Picture an industry with the buildings, equipment and people to deliver vehicle production in excess of 16 million units a year suddenly facing demand equaling half that amount and you can well imagine — or may have lived through — the resulting stress. It is no wonder that 82 percent of suppliers responding to IRN’s annual industry survey in late 2009 said that they were moderately or significantly weaker financially than they had been two years prior. IRN provides market data for and about suppliers in the transportation equipment industry.
The measures taken in 2008 and 2009 transformed the domestic auto industry in many respects. GM provides a stark example. The company emerged from its Chapter 11 bankruptcy proceedings in July 2009 with 34 U.S. manufacturing plants compared to 47 plants going in; reduced its hourly headcount to 40,000 from 61,000; cut its brands from eight to four, and pared away at its dealer network. The other automakers and component suppliers were also diligent about not letting a good crisis go to waste. In 2010, almost 90 percent of IRN’s supplier survey respondents said they had cut at least 10 percent from their cost structures and half of them had cut at least 20 percent, on top of the efforts that began in 2009.
Sales Bobbing Back Up
Fortunately, in our cyclical industry, what goes down must eventually come up, so the principal question is “when?” not “whether?” The overall macroeconomic situation has been discouraging in some areas that are key indicators for the auto industry. For example, we still appear to be several years away from a return to employment levels that foster regular turnover in the average car buyer’s garage. Another problematic area has been the slow recovery in new home construction. The housing market has been working against the auto industry recovery in two ways. Home equity values have diminished in many regions, leaving homeowners with less wherewithal for vehicle purchases. In addition, slow growth in new home starts retards light vehicle sales because so many pickup trucks are utilized by contractors in residential construction.
The indicators and dynamics are improving, however. Measures of consumer confidence are rebounding and consumer spending is strengthening. Having had a couple of years to get their financial houses in order, consumers are finding it easier to get automotive financing. The auto industry is also benefiting from the simple fact of vehicle age. Some people have delayed purchasing a vehicle for so long that they basically do not have a choice, so those buyers have been driving the market for replacement sales.
Supplies of used vehicles are tight and are expected to remain so for most of 2012. With demand high relative to supply, the prices of used vehicles are high as well. Consumers tend to favor buying a new vehicle altogether when used car prices are elevated. They should be able to find something they like on the dealer lot now that new vehicle inventories have finally stabilized to the point where there is satisfactory choice and availability, after a challenging 2011 when natural disasters disrupted the global supply chain for many automakers.

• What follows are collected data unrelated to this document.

//! pgtop - top-like PostgreSQL statistics in the terminal
//!
//! Polls the server's statistics views at a fixed interval, turns counters
//! into per-second rates and shows them next to host and disk activity.

mod config;
mod core;
mod integrations;
mod query;
mod stat;
mod ui;
mod view;

use anyhow::{Context, Result};
use clap::{Parser, Subcommand};
use std::path::PathBuf;
use std::sync::Arc;
use tokio_util::sync::CancellationToken;
use tracing::Level;
use tracing_subscriber::{fmt, prelude::*, EnvFilter};

use crate::core::app::App;
use crate::core::collector::{frame_channel, Collector};
use crate::core::state::AppState;
use crate::integrations::postgres::{PgSource, StatSource};
use crate::stat::DiskstatsReader;
use crate::ui::theme::Theme;
use crate::view::Views;

#[derive(Parser)]
#[command(name = "pgtop")]
#[command(version)]
#[command(about = "Top-like activity and statistics viewer for PostgreSQL", long_about = None)]
#[command(propagate_version = true)]
struct Cli {
    /// Server host or socket directory
    #[arg(short = 'H', long, env = "PGHOST")]
    host: Option<String>,

    /// Server port
    #[arg(short, long, env = "PGPORT")]
    port: Option<u16>,

    /// Database user
    #[arg(short = 'U', long, env = "PGUSER")]
    user: Option<String>,

    /// Database name
    #[arg(short, long, env = "PGDATABASE")]
    dbname: Option<String>,

    /// Refresh interval in milliseconds
    #[arg(short, long, value_name = "MS")]
    interval: Option<u64>,

    /// Enable verbose logging
    #[arg(short, long, action = clap::ArgAction::Count)]
    verbose: u8,

    /// Configuration file path
    #[arg(short, long, value_name = "FILE")]
    config: Option<PathBuf>,

    #[command(subcommand)]
    command: Option<Commands>,
}

#[derive(Subcommand)]
enum Commands {
    /// Write a default configuration file
    Init {
        /// Force overwrite existing configuration
        #[arg(short, long)]
        force: bool,
    },
}

fn setup_logging(verbosity: u8) -> Result<tracing_appender::non_blocking::WorkerGuard> {
    let level = match verbosity {
        0 => Level::WARN,
        1 => Level::INFO,
        2 => Level::DEBUG,
        _ => Level::TRACE,
    };

    let filter = EnvFilter::from_default_env().add_directive(level.into());

    // The terminal belongs to the UI, so logs go to a file
    let log_dir = dirs::cache_dir()
        .unwrap_or_else(|| PathBuf::from("."))
        .join("pgtop")
        .join("logs");

    std::fs::create_dir_all(&log_dir)?;

    let file_appender = tracing_appender::rolling::daily(&log_dir, "pgtop.log");
    let (non_blocking, guard) = tracing_appender::non_blocking(file_appender);

    tracing_subscriber::registry()
        .with(filter)
        .with(fmt::layer().with_writer(non_blocking).with_ansi(false))
        .init();

    Ok(guard)
}

fn load_config(cli: &Cli) -> Result<config::Config> {
    let path = cli
        .config
        .clone()
        .or_else(|| config::Config::default_path().filter(|p| p.exists()));

    let mut config = match path {
        Some(path) => config::Config::load(&path)?,
        None => config::Config::default(),
    };

    if let Some(host) = &cli.host {
        config.connection.host = host.clone();
    }
    if let Some(port) = cli.port {
        config.connection.port = port;
    }
    if let Some(user) = &cli.user {
        config.connection.user = user.clone();
    }
    if let Some(dbname) = &cli.dbname {
        config.connection.dbname = dbname.clone();
    }
    if let Some(interval) = cli.interval {
        config.general.interval_ms = interval;
    }
    Ok(config)
}

#[tokio::main]
async fn main() -> Result<()> {
    let cli = Cli::parse();

    // Keep the guard alive for the duration of the program
    let _logging_guard = setup_logging(cli.verbose)?;

    if let Some(Commands::Init { force }) = cli.command {
        let path = match cli.config {
            Some(path) => path,
            None => config::Config::default_path()
                .context("no configuration directory on this system")?,
        };
        return config::init_config(&path, force);
    }

    let config = load_config(&cli)?;
    let password = std::env::var("PGPASSWORD").ok();

    let source: Arc<dyn StatSource> = Arc::new(
        PgSource::connect(config.connection_settings(password))
            .await
            .context("cannot connect to PostgreSQL")?,
    );

    let profile = source
        .resolve_profile()
        .await
        .context("cannot determine server capabilities")?;
    tracing::info!(version = %profile.version_string(), recovery = profile.in_recovery, "server profile");

    let mut views = Views::builtin(config.interval());
    views
        .configure(&profile)
        .context("cannot build statistics queries")?;

    let disks = DiskstatsReader::select(
        source.clone(),
        &profile,
        config.sources.diskstats.clone(),
        config.sources.uptime.clone(),
        &config.sources.system_schema,
    );

    let mut collector = Collector::new(
        source.clone(),
        Arc::new(views.clone()),
        disks,
        config.interval(),
    );
    collector
        .prime()
        .await
        .context("cannot read disk statistics")?;

    let (tx, rx) = frame_channel();
    let token = CancellationToken::new();
    let collector_task = tokio::spawn(collector.run(tx, token.clone()));

    let mut state = AppState::new(
        views,
        profile,
        Theme::from_name(&config.display.theme),
        config.display.show_disks,
        config.message_lifetime(),
    );
    state.server_is_local = source.is_local();
    let mut app = App::new(state, token.clone())?;
    let result = app.run(rx).await;

    token.cancel();
    if let Err(e) = collector_task.await {
        tracing::error!(error = %e, "collector task failed");
    }

    result
}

Through the end of April 2012, U.S. vehicle sales were up 10 percent compared to the prior year. The automakers have started ratcheting up their internal forecasts for the year, which is important because they have kept a tight rein on vehicle inventories as part of their new religion of not depending on sales incentives to move the metal.
Higher Volumes, Different Kinds
IRN was an early believer in the recovery of the U.S. light vehicle industry, and our sales forecast for 2012 calls for 14.5 million units in U.S. sales from a 2011 level of 12.8 million. We expect another million units in sales for 2013 to 15.6 million. IRN’s North American light vehicle production forecast is projecting 14.4 million units in 2012 and 15.3 million in 2013, with a modest annual increase occurring each year after that through the five-year forecast horizon.
Within the auto sector, we will see some shifts in the fortunes of vehicle segments. Going forward, the so-called crossover vehicles are expected to be the fastest-growing segment. Crossovers are sport-utility-type vehicles that are built on a unibody or car-based platform rather than body-on-frame construction. As a result they have better ride and handling characteristics while still offering the functionality of an SUV. Examples of these models include the Jeep Compass, Ford Edge, Buick Enclave, and the Toyota RAV4. IRN is also projecting growth in the market share of small and midsize cars as an outcome of the increased consumer interest that gas prices near $4 a gallon engenders; but also as a reflection of the new commitment of automakers to invest in these segments, which have historically been less attractive low-profit zones. Some of the models that fit into these segments are the midsize Ford Focus, Chevy Cruze and Volt, the small Fiat 500, Ford Fiesta and Nissan Versa.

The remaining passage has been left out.